Oops - forgot Wolf Empire: An Intimate Portrait of a Species by Scott Ian Barry and my mother also got me a great book on the saints.

Yes, that was a mighty fine haul of books and I am such a sick person when it comes to books that I am decidedly delighted by each and every one of them even though I have stacks of books to read and review in the next few months anyway. (February column celebrates Darwin and other naturalists, March is all nonfiction on war and April is either fantasy or mystery - because after March's take on Iran, Iraq, Uganda, the Israeli/Palestinian Conflict and all over general war-ishness I think we all will need a fiction break A LOT).

I totaled my books read this year and came up with a paltry 146 which I think is because I wrote a book (it is still so weird to just casually say that) and ended up rereading lots of articles etc., while working on that.

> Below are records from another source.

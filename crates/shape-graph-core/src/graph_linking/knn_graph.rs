//! The K-NN graph produced by [`KnnGraphBuilder`](super::KnnGraphBuilder).

use std::collections::{BTreeSet, HashSet};

use serde::{Deserialize, Serialize};

use super::KnnEdge;
use crate::error::{CoreError, CoreResult};
use crate::types::PointSet;

/// A point set together with its directed K-NN edges.
///
/// Edges are stored grouped by source in ascending order, `k` per source,
/// each group sorted by ascending (distance, target index). The neighbors of
/// point `i` are therefore the slice `edges[i * k..(i + 1) * k]`.
#[derive(Debug, Clone, PartialEq)]
pub struct KnnGraph {
    points: PointSet,
    k: usize,
    edges: Vec<KnnEdge>,
}

impl KnnGraph {
    /// Assemble a graph from builder output. Layout is the builder's
    /// responsibility; `validate` re-checks it.
    pub(crate) fn from_parts(points: PointSet, k: usize, edges: Vec<KnnEdge>) -> Self {
        Self { points, k, edges }
    }

    /// The point set the graph was built over.
    #[inline]
    pub fn points(&self) -> &PointSet {
        &self.points
    }

    /// Effective k (after clamping).
    #[inline]
    pub fn k(&self) -> usize {
        self.k
    }

    /// All edges, grouped by source.
    #[inline]
    pub fn edges(&self) -> &[KnnEdge] {
        &self.edges
    }

    /// Number of directed edges (N × k).
    #[inline]
    pub fn edge_count(&self) -> usize {
        self.edges.len()
    }

    /// Number of points.
    #[inline]
    pub fn node_count(&self) -> usize {
        self.points.len()
    }

    /// Outgoing edges of point `index`, nearest first.
    ///
    /// Returns an empty slice for out-of-range indices.
    pub fn neighbors(&self, index: usize) -> &[KnnEdge] {
        let start = index.saturating_mul(self.k);
        let end = start.saturating_add(self.k);
        self.edges.get(start..end).unwrap_or(&[])
    }

    /// Target indices of point `index`'s neighbors, nearest first.
    pub fn neighbor_indices(&self, index: usize) -> Vec<usize> {
        self.neighbors(index).iter().map(KnnEdge::target).collect()
    }

    /// Edges in coordinate (COO) form: `[sources, targets]`.
    pub fn edge_index(&self) -> [Vec<usize>; 2] {
        let sources = self.edges.iter().map(KnnEdge::source).collect();
        let targets = self.edges.iter().map(KnnEdge::target).collect();
        [sources, targets]
    }

    /// True if `a → b` is an edge.
    pub fn has_edge(&self, a: usize, b: usize) -> bool {
        self.neighbors(a).iter().any(|e| e.target() == b)
    }

    /// True if `a` and `b` are each among the other's k nearest neighbors.
    pub fn is_mutual(&self, a: usize, b: usize) -> bool {
        self.has_edge(a, b) && self.has_edge(b, a)
    }

    /// Symmetrized edge set: each related pair once as `(min, max)`, sorted.
    pub fn undirected_pairs(&self) -> Vec<(usize, usize)> {
        self.edges
            .iter()
            .map(KnnEdge::undirected_key)
            .collect::<BTreeSet<_>>()
            .into_iter()
            .collect()
    }

    /// Summary statistics.
    pub fn stats(&self) -> KnnGraphStats {
        let edge_count = self.edges.len();

        let (mut min_distance, mut max_distance, mut sum) = (f64::INFINITY, 0.0f64, 0.0f64);
        for edge in &self.edges {
            min_distance = min_distance.min(edge.distance());
            max_distance = max_distance.max(edge.distance());
            sum += edge.distance();
        }
        if edge_count == 0 {
            min_distance = 0.0;
        }

        let pairs: HashSet<(usize, usize)> = self.edges.iter().map(KnnEdge::pair).collect();
        let mutual = self
            .edges
            .iter()
            .filter(|e| pairs.contains(&(e.target(), e.source())))
            .count();

        KnnGraphStats {
            node_count: self.node_count(),
            edge_count,
            k: self.k,
            min_distance,
            max_distance,
            mean_distance: if edge_count > 0 {
                sum / edge_count as f64
            } else {
                0.0
            },
            mutual_edge_ratio: if edge_count > 0 {
                mutual as f32 / edge_count as f32
            } else {
                0.0
            },
            undirected_edge_count: self.undirected_pairs().len(),
        }
    }

    /// Re-check the structural invariants.
    ///
    /// - exactly `N × k` edges, `k` per source, grouped in source order
    /// - every index in `[0, N)`, no self-loops, no duplicate targets per source
    /// - each source's edges in ascending distance
    pub fn validate(&self) -> CoreResult<()> {
        let n = self.node_count();

        if self.edges.len() != n * self.k {
            return Err(CoreError::GraphInvariant(format!(
                "expected {} edges (N = {n}, k = {}), found {}",
                n * self.k,
                self.k,
                self.edges.len()
            )));
        }

        for source in 0..n {
            let group = self.neighbors(source);
            let mut seen = HashSet::with_capacity(group.len());
            let mut previous = 0.0f64;

            for edge in group {
                if edge.source() != source {
                    return Err(CoreError::GraphInvariant(format!(
                        "edge {} -> {} stored in the group of point {source}",
                        edge.source(),
                        edge.target()
                    )));
                }
                if edge.target() >= n {
                    return Err(CoreError::GraphInvariant(format!(
                        "edge {source} -> {} references a point outside [0, {n})",
                        edge.target()
                    )));
                }
                if edge.target() == source {
                    return Err(CoreError::GraphInvariant(format!(
                        "self-loop at point {source}"
                    )));
                }
                if !seen.insert(edge.target()) {
                    return Err(CoreError::GraphInvariant(format!(
                        "duplicate edge {source} -> {}",
                        edge.target()
                    )));
                }
                if edge.distance() < previous {
                    return Err(CoreError::GraphInvariant(format!(
                        "neighbors of point {source} are not sorted by distance"
                    )));
                }
                previous = edge.distance();
            }
        }

        Ok(())
    }
}

/// Summary statistics for a K-NN graph.
#[derive(Debug, Clone, PartialEq, Serialize, Deserialize)]
pub struct KnnGraphStats {
    /// Number of points.
    pub node_count: usize,
    /// Number of directed edges.
    pub edge_count: usize,
    /// Effective k.
    pub k: usize,
    /// Shortest edge length.
    pub min_distance: f64,
    /// Longest edge length.
    pub max_distance: f64,
    /// Mean edge length.
    pub mean_distance: f64,
    /// Fraction of directed edges whose reverse edge also exists.
    pub mutual_edge_ratio: f32,
    /// Number of distinct unordered pairs.
    pub undirected_edge_count: usize,
}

But 146 is still okay and there were lots of fabulous titles in there which leads me to the list of books I really enjoyed reading in 2008. (Stealing Jenny D.'s method of not linking because I'm just too tired to do it.) (And you should check out her list of books enjoyed this year because it is fabulous.)

Best YA/MG titles read in the past twelve months: I know we are internet friends (in that we have emailed but never met) but Jenny Davidson's The Explosionist remains one of the nicer surprises of the year. Jackie told me she found it very steampunk and while I agree it is certainly set in a steampunk world, I think that unlike most steampunk titles Explosionist relies far less on the trappings of setting then it does on plot, emotion and incredibly intense social analysis. A great book and, as Ed has already said, a title that works for teens and adults. Lonely Werewolf Girls by Martin Millar (werewolves and fashion and pizza and drug addiction and rock and roll and a ton of political intrigue. If you like Buffy you must read this book.) Steinbeck's Ghost by Lewis Buzbee (I have written about this one extensively and it is a great mystery/coming-of-age title. About as good as it gets for young teen readers.) Charles & Emma by Deborah Heiligman - the book on Darwin that I think will appeal as strongly to girls as boys and will utterly entrance anyone of any age who has wondered how his home life influenced his work. Empress of the World by Sara Ryan. Why don't more readers know about Sara Ryan? She nails teen angst and love and family drama in all the right ways. Her books read truer than most. White Sands, Red Menace by Ellen Klages - because this story just gets better and Dewey and Suze are a pair of buddies/sisters that I can't take my eyes off of. (And it's about the late 1940s - no one writes about the atomic age for teens!)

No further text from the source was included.